Extra virgin olive oil is generally healthier than canola oil due to its higher polyphenol and antioxidant content — which canola loses during refining. For most stovetop cooking and finishing, EVOO is the stronger nutritional pick. Canola oil remains the more practical and economical choice for high-heat deep frying.

A practical, evidence-based comparison for Pakistani home cooks — from karahi and biryani to salad dressings.

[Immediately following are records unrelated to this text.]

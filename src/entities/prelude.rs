pub use super::comments::Entity as Comments;
pub use super::issue_status_history::Entity as IssueStatusHistory;
pub use super::issue_statuses::Entity as IssueStatuses;
pub use super::issues::Entity as Issues;
pub use super::officers::Entity as Officers;
pub use super::users::Entity as Users;
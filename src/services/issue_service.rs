//! Domain service for issue CRUD.
//!
//! Status changes never go through [`IssueService::update_issue`]; they belong
//! to [`crate::services::StatusTransitionService`] so that every change is
//! recorded in the history table.

use serde::{Deserialize, Deserializer};

use super::ServiceError;
use crate::db::IssueRecord;
use crate::domain::IssueId;
use crate::domain::drafts::IssueDraft;
use crate::entities::issues::{self, Priority};

/// Incoming issue fields for create and replace.
///
/// Absent fields keep their stored value on replace. `assignee_id: null`
/// clears the assignee, which a plain `Option` could not express.
#[derive(Debug, Clone, Default, PartialEq, Eq, Deserialize)]
#[serde(default)]
pub struct IssueInput {
    pub reporter_id: Option<i32>,
    #[serde(deserialize_with = "present")]
    pub assignee_id: Option<Option<i32>>,
    pub status_id: Option<i32>,
    pub title: Option<String>,
    pub description: Option<String>,
    pub priority: Option<String>,
}

fn present<'de, D, T>(deserializer: D) -> Result<Option<Option<T>>, D::Error>
where
    D: Deserializer<'de>,
    T: Deserialize<'de>,
{
    Option::<T>::deserialize(deserializer).map(Some)
}

impl IssueInput {
    /// Draft for a new issue. Missing ids become zero so validation reports
    /// them as required; a missing priority becomes `medium`.
    #[must_use]
    pub fn into_draft(self) -> IssueDraft {
        IssueDraft {
            reporter_id: self.reporter_id.unwrap_or_default(),
            assignee_id: self.assignee_id.flatten(),
            status_id: self.status_id.unwrap_or_default(),
            title: self.title.unwrap_or_default(),
            description: self.description.unwrap_or_default(),
            priority: self
                .priority
                .unwrap_or_else(|| Priority::default().as_str().to_string()),
        }
    }

    /// Overlays the provided fields on a stored issue.
    #[must_use]
    pub fn overlay(self, existing: &issues::Model) -> IssueDraft {
        IssueDraft {
            reporter_id: self.reporter_id.unwrap_or(existing.reporter_id),
            assignee_id: self.assignee_id.unwrap_or(existing.assignee_id),
            status_id: self.status_id.unwrap_or(existing.status_id),
            title: self.title.unwrap_or_else(|| existing.title.clone()),
            description: self
                .description
                .unwrap_or_else(|| existing.description.clone()),
            priority: self
                .priority
                .unwrap_or_else(|| existing.priority.as_str().to_string()),
        }
    }
}

#[async_trait::async_trait]
pub trait IssueService: Send + Sync {
    /// Creates an issue after checking its reporter, status and assignee.
    async fn create_issue(&self, input: IssueInput) -> Result<IssueRecord, ServiceError>;

    /// Fetches one issue with its full status history.
    async fn get_issue(&self, id: IssueId) -> Result<IssueRecord, ServiceError>;

    /// Lists issues, optionally only those whose status has `status_code`.
    async fn list_issues(&self, status_code: Option<&str>)
    -> Result<Vec<IssueRecord>, ServiceError>;

    async fn update_issue(
        &self,
        id: IssueId,
        input: IssueInput,
    ) -> Result<IssueRecord, ServiceError>;

    async fn delete_issue(&self, id: IssueId) -> Result<(), ServiceError>;
}

#[cfg(test)]
mod tests {
    use super::*;

    fn stored() -> issues::Model {
        let now = chrono::Utc::now();
        issues::Model {
            issue_id: 7,
            reporter_id: 1,
            assignee_id: Some(2),
            status_id: 1,
            title: "Broken lift".to_string(),
            description: "Stuck on floor 3".to_string(),
            priority: Priority::High,
            created_at: now,
            updated_at: now,
        }
    }

    #[test]
    fn overlay_keeps_absent_fields() {
        let input: IssueInput = serde_json::from_str(r#"{"title":"Broken lift again"}"#).unwrap();
        let draft = input.overlay(&stored());
        assert_eq!(draft.title, "Broken lift again");
        assert_eq!(draft.assignee_id, Some(2));
        assert_eq!(draft.priority, "high");
        assert_eq!(draft.status_id, 1);
    }

    #[test]
    fn explicit_null_clears_assignee() {
        let input: IssueInput = serde_json::from_str(r#"{"assignee_id":null}"#).unwrap();
        assert_eq!(input.assignee_id, Some(None));
        assert_eq!(input.overlay(&stored()).assignee_id, None);
    }

    #[test]
    fn missing_fields_on_create_fail_validation() {
        use crate::domain::validation::Validate;

        let draft = IssueInput::default().into_draft();
        let fields: Vec<_> = draft.validate().into_iter().map(|e| e.field).collect();
        assert_eq!(fields, vec!["reporter_id", "status_id", "title"]);
        assert_eq!(draft.priority, "medium");
    }
}
use axum::{
    Json,
    extract::{FromRequest, Request, rejection::JsonRejection},
};

use super::ApiError;

/// `Json` whose rejection uses the error envelope.
#[derive(Debug, Clone, Copy, Default)]
pub struct JsonBody<T>(pub T);

impl<S, T> FromRequest<S> for JsonBody<T>
where
    Json<T>: FromRequest<S, Rejection = JsonRejection>,
    S: Send + Sync,
{
    type Rejection = ApiError;

    async fn from_request(req: Request, state: &S) -> Result<Self, Self::Rejection> {
        match Json::<T>::from_request(req, state).await {
            Ok(Json(value)) => Ok(Self(value)),
            Err(rejection) => Err(ApiError::bad_request(
                "Invalid request body",
                rejection.body_text(),
            )),
        }
    }
}
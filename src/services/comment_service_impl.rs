//! `SeaORM` implementation of the `CommentService` trait.

use async_trait::async_trait;
use tracing::info;

use crate::db::{CommentRecord, Store};
use crate::domain::drafts::CommentDraft;
use crate::domain::validation::Validate;
use crate::domain::{CommentId, IssueId, UserId};
use crate::entities::comments;
use crate::services::ServiceError;
use crate::services::comment_service::CommentService;

pub struct SeaOrmCommentService {
    store: Store,
}

impl SeaOrmCommentService {
    #[must_use]
    pub const fn new(store: Store) -> Self {
        Self { store }
    }

    async fn ensure_issue(&self, issue_id: IssueId) -> Result<(), ServiceError> {
        let exists = self
            .store
            .issue_exists(issue_id.value())
            .await
            .map_err(ServiceError::storage("fetch issue"))?;
        if exists {
            Ok(())
        } else {
            Err(ServiceError::not_found("Issue", issue_id.value()))
        }
    }

    async fn find(&self, id: CommentId) -> Result<comments::Model, ServiceError> {
        self.store
            .get_comment(id.value())
            .await
            .map_err(ServiceError::storage("fetch comment"))?
            .ok_or(ServiceError::not_found("Comment", id.value()))
    }

    async fn load_one(&self, comment: comments::Model) -> Result<CommentRecord, ServiceError> {
        let id = comment.comment_id;
        self.store
            .load_comment_relations(vec![comment], true)
            .await
            .map_err(ServiceError::storage("fetch comment"))?
            .pop()
            .ok_or(ServiceError::not_found("Comment", id))
    }
}

#[async_trait]
impl CommentService for SeaOrmCommentService {
    async fn add_comment(
        &self,
        issue_id: IssueId,
        user_id: UserId,
        content: String,
    ) -> Result<CommentRecord, ServiceError> {
        let draft = CommentDraft {
            issue_id: issue_id.value(),
            user_id: user_id.value(),
            content,
        };
        ServiceError::check(draft.validate())?;
        self.ensure_issue(issue_id).await?;

        let user_exists = self
            .store
            .user_exists(draft.user_id)
            .await
            .map_err(ServiceError::storage("validate user"))?;
        if !user_exists {
            return Err(ServiceError::reference("User", "user_id", draft.user_id));
        }

        let comment = self
            .store
            .insert_comment(&draft)
            .await
            .map_err(ServiceError::storage("create comment"))?;

        info!(
            comment_id = comment.comment_id,
            issue_id = comment.issue_id,
            "Comment added"
        );

        self.load_one(comment).await
    }

    async fn list_comments(&self, issue_id: IssueId) -> Result<Vec<CommentRecord>, ServiceError> {
        self.ensure_issue(issue_id).await?;

        let comments = self
            .store
            .list_comments_for_issue(issue_id.value())
            .await
            .map_err(ServiceError::storage("fetch comments"))?;

        self.store
            .load_comment_relations(comments, false)
            .await
            .map_err(ServiceError::storage("fetch comments"))
    }

    async fn get_comment(&self, id: CommentId) -> Result<CommentRecord, ServiceError> {
        let comment = self.find(id).await?;
        self.load_one(comment).await
    }

    async fn update_comment(
        &self,
        id: CommentId,
        content: String,
    ) -> Result<CommentRecord, ServiceError> {
        let existing = self.find(id).await?;

        let draft = CommentDraft {
            issue_id: existing.issue_id,
            user_id: existing.user_id,
            content,
        };
        ServiceError::check(draft.validate())?;

        let updated = self
            .store
            .update_comment_content(existing, &draft.content)
            .await
            .map_err(ServiceError::storage("update comment"))?;

        self.load_one(updated).await
    }

    async fn delete_comment(&self, id: CommentId) -> Result<(), ServiceError> {
        let removed = self
            .store
            .delete_comment(id.value())
            .await
            .map_err(ServiceError::storage("delete comment"))?;
        if !removed {
            return Err(ServiceError::not_found("Comment", id.value()));
        }
        Ok(())
    }
}

#[cfg(test)]
mod tests {
    use super::*;
    use crate::db::temp_store;
    use crate::domain::drafts::IssueDraft;

    async fn fixture() -> (SeaOrmCommentService, IssueId) {
        let store = temp_store().await;
        store.seed_defaults().await.unwrap();
        let issue = store
            .insert_issue(&IssueDraft {
                reporter_id: 1,
                assignee_id: None,
                status_id: 1,
                title: "Heating off".to_string(),
                description: String::new(),
                priority: "high".to_string(),
            })
            .await
            .unwrap();
        (SeaOrmCommentService::new(store), IssueId::new(issue.issue_id))
    }

    #[tokio::test]
    async fn comments_list_newest_first() {
        let (service, issue_id) = fixture().await;
        for text in ["first", "second", "third"] {
            service
                .add_comment(issue_id, UserId::new(1), text.to_string())
                .await
                .unwrap();
        }

        let listed = service.list_comments(issue_id).await.unwrap();
        let contents: Vec<_> = listed.iter().map(|c| c.comment.content.as_str()).collect();
        assert_eq!(contents, vec!["third", "second", "first"]);
        assert!(listed.iter().all(|c| c.user.is_some() && c.issue.is_none()));
    }

    #[tokio::test]
    async fn comment_on_missing_issue_is_not_found() {
        let (service, _) = fixture().await;
        let err = service
            .add_comment(IssueId::new(404), UserId::new(1), "hello".to_string())
            .await
            .unwrap_err();
        assert!(matches!(err, ServiceError::NotFound { entity: "Issue", .. }));
    }

    #[tokio::test]
    async fn unknown_author_is_reference_error() {
        let (service, issue_id) = fixture().await;
        let err = service
            .add_comment(issue_id, UserId::new(9), "hello".to_string())
            .await
            .unwrap_err();
        assert!(matches!(
            err,
            ServiceError::ReferenceNotFound { field: "user_id", .. }
        ));
    }

    #[tokio::test]
    async fn edit_then_delete() {
        let (service, issue_id) = fixture().await;
        let created = service
            .add_comment(issue_id, UserId::new(1), "typo".to_string())
            .await
            .unwrap();
        let id = CommentId::new(created.comment.comment_id);

        let edited = service.update_comment(id, "fixed".to_string()).await.unwrap();
        assert_eq!(edited.comment.content, "fixed");
        assert_eq!(edited.issue.unwrap().issue_id, issue_id.value());

        assert!(matches!(
            service.update_comment(id, String::new()).await,
            Err(ServiceError::Validation(_))
        ));

        service.delete_comment(id).await.unwrap();
        assert!(matches!(
            service.delete_comment(id).await,
            Err(ServiceError::NotFound { entity: "Comment", .. })
        ));
    }
}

Olive oil is prized for its polyphenols and antioxidants; canola for its mild flavour, high smoke point, and friendlier price. This guide breaks down how each is made and how to choose between them for everyday Pakistani cooking.

73%
monounsaturated fat in EVOO — higher than canola's 63%, with added polyphenols
240°C+
canola smoke point — vs ~190°C for EVOO; use canola for large-batch deep frying
120 kcal
per tablespoon for both oils — the difference is fat quality, not calories

How Canola Oil Is Made

Canola oil starts as rapeseed (Brassica napus), a plant in the same family as mustard. Natural rapeseed contains two compounds — erucic acid and glucosinolates — at levels considered unsuitable for regular eating.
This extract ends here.